**WORK REQUEST**. Determine how many lines in the entries below hold "true". Respond with that number only.

▼

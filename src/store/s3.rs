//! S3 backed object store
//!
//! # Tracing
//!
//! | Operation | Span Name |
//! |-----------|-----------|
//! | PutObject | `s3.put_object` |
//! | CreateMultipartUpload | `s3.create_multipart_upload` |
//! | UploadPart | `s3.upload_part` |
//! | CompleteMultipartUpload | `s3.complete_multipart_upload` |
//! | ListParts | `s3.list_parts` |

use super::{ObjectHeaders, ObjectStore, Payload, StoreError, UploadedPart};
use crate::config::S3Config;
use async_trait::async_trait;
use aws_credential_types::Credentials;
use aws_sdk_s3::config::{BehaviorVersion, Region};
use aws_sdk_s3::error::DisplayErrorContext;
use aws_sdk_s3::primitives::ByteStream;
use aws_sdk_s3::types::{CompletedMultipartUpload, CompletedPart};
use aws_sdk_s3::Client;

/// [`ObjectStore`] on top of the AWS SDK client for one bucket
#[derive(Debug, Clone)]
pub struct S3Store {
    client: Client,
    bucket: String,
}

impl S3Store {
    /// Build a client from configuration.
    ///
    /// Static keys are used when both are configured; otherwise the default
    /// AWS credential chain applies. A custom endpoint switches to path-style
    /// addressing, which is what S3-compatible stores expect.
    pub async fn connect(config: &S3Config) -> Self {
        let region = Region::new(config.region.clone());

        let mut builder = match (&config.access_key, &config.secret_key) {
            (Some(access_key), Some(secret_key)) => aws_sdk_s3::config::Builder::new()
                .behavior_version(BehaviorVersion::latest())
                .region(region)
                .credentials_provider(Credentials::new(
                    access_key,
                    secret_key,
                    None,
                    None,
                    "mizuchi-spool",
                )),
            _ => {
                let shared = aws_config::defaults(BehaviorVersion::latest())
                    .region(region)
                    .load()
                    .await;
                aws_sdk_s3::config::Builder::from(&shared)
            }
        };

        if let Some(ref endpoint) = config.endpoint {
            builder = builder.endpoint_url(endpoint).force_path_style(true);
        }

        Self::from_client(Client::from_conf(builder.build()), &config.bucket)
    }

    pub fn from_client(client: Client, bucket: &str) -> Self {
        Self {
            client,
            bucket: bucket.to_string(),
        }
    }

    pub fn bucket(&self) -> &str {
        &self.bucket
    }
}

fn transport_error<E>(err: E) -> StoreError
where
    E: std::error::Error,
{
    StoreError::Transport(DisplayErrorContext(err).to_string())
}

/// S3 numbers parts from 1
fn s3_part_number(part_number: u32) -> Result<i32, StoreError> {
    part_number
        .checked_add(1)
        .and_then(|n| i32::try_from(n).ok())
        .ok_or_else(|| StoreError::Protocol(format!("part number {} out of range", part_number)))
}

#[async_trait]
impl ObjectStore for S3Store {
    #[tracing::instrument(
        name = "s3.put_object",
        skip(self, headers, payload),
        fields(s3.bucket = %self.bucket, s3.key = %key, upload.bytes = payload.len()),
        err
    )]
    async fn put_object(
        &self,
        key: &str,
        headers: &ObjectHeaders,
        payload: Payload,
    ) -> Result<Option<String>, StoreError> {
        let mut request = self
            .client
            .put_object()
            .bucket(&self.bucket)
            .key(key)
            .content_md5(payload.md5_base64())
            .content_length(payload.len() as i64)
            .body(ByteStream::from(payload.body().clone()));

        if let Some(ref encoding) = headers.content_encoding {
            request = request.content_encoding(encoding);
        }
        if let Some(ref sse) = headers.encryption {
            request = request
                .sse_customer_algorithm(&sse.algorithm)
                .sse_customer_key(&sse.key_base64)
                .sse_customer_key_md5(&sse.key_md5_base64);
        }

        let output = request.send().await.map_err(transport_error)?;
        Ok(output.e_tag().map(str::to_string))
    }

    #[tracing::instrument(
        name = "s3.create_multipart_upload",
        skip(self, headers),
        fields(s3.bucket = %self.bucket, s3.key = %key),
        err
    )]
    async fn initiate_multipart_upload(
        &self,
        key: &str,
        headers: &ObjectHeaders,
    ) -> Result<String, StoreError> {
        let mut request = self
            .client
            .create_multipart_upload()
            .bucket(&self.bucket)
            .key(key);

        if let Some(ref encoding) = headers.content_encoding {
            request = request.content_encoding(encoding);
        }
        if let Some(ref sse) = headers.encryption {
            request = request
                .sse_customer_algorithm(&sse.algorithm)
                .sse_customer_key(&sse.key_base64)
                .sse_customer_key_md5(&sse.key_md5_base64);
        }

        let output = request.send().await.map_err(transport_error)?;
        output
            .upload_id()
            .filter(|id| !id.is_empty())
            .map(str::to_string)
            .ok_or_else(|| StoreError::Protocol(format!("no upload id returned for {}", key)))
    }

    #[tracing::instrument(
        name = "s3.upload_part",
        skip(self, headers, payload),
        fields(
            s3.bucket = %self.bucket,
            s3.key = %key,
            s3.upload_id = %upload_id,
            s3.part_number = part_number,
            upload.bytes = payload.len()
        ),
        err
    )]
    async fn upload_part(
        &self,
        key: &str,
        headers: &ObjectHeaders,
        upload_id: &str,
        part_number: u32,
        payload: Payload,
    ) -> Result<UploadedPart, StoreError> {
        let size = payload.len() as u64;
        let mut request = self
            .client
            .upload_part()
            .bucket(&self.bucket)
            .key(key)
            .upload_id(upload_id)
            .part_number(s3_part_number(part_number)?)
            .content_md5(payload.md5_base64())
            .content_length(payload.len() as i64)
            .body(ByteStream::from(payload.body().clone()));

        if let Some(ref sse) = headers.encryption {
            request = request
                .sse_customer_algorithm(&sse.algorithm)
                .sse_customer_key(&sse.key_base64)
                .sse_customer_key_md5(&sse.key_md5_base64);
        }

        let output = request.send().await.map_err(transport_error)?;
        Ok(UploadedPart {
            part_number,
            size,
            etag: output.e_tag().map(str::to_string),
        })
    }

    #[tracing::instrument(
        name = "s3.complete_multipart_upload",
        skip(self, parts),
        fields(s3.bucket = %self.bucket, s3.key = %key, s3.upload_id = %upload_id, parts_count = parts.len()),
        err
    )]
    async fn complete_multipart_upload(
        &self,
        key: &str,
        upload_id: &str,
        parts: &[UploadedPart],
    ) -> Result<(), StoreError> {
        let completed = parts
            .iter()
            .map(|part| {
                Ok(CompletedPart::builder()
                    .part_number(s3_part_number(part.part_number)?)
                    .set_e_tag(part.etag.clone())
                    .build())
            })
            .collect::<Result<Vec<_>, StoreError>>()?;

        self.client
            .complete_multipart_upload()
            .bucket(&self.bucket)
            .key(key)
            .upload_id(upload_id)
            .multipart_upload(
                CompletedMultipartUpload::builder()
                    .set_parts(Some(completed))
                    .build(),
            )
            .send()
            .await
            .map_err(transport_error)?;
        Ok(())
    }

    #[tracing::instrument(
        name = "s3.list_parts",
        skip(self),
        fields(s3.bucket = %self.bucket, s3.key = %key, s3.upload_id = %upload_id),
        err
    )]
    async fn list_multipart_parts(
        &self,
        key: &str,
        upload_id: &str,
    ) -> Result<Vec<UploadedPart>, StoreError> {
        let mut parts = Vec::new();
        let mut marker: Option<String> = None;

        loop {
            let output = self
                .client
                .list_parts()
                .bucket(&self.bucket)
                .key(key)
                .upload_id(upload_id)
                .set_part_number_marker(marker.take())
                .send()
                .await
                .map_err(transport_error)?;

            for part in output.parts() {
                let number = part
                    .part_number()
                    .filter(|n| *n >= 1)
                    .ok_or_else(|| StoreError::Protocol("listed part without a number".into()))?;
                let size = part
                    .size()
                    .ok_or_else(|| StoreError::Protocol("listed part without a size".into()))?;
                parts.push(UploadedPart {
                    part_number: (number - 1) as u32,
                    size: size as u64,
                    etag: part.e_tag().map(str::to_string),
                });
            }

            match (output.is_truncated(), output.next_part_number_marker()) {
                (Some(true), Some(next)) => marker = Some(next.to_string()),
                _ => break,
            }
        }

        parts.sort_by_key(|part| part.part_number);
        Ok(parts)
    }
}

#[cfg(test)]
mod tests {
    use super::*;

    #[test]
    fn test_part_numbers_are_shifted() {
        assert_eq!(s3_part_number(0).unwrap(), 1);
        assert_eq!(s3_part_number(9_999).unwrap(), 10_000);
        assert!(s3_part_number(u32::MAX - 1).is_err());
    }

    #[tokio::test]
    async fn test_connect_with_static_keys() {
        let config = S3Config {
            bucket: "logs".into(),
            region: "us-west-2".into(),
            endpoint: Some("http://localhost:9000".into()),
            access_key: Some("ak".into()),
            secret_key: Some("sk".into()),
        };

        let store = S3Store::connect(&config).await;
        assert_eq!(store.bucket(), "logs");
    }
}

▲

**RESPONSE BOX**. 2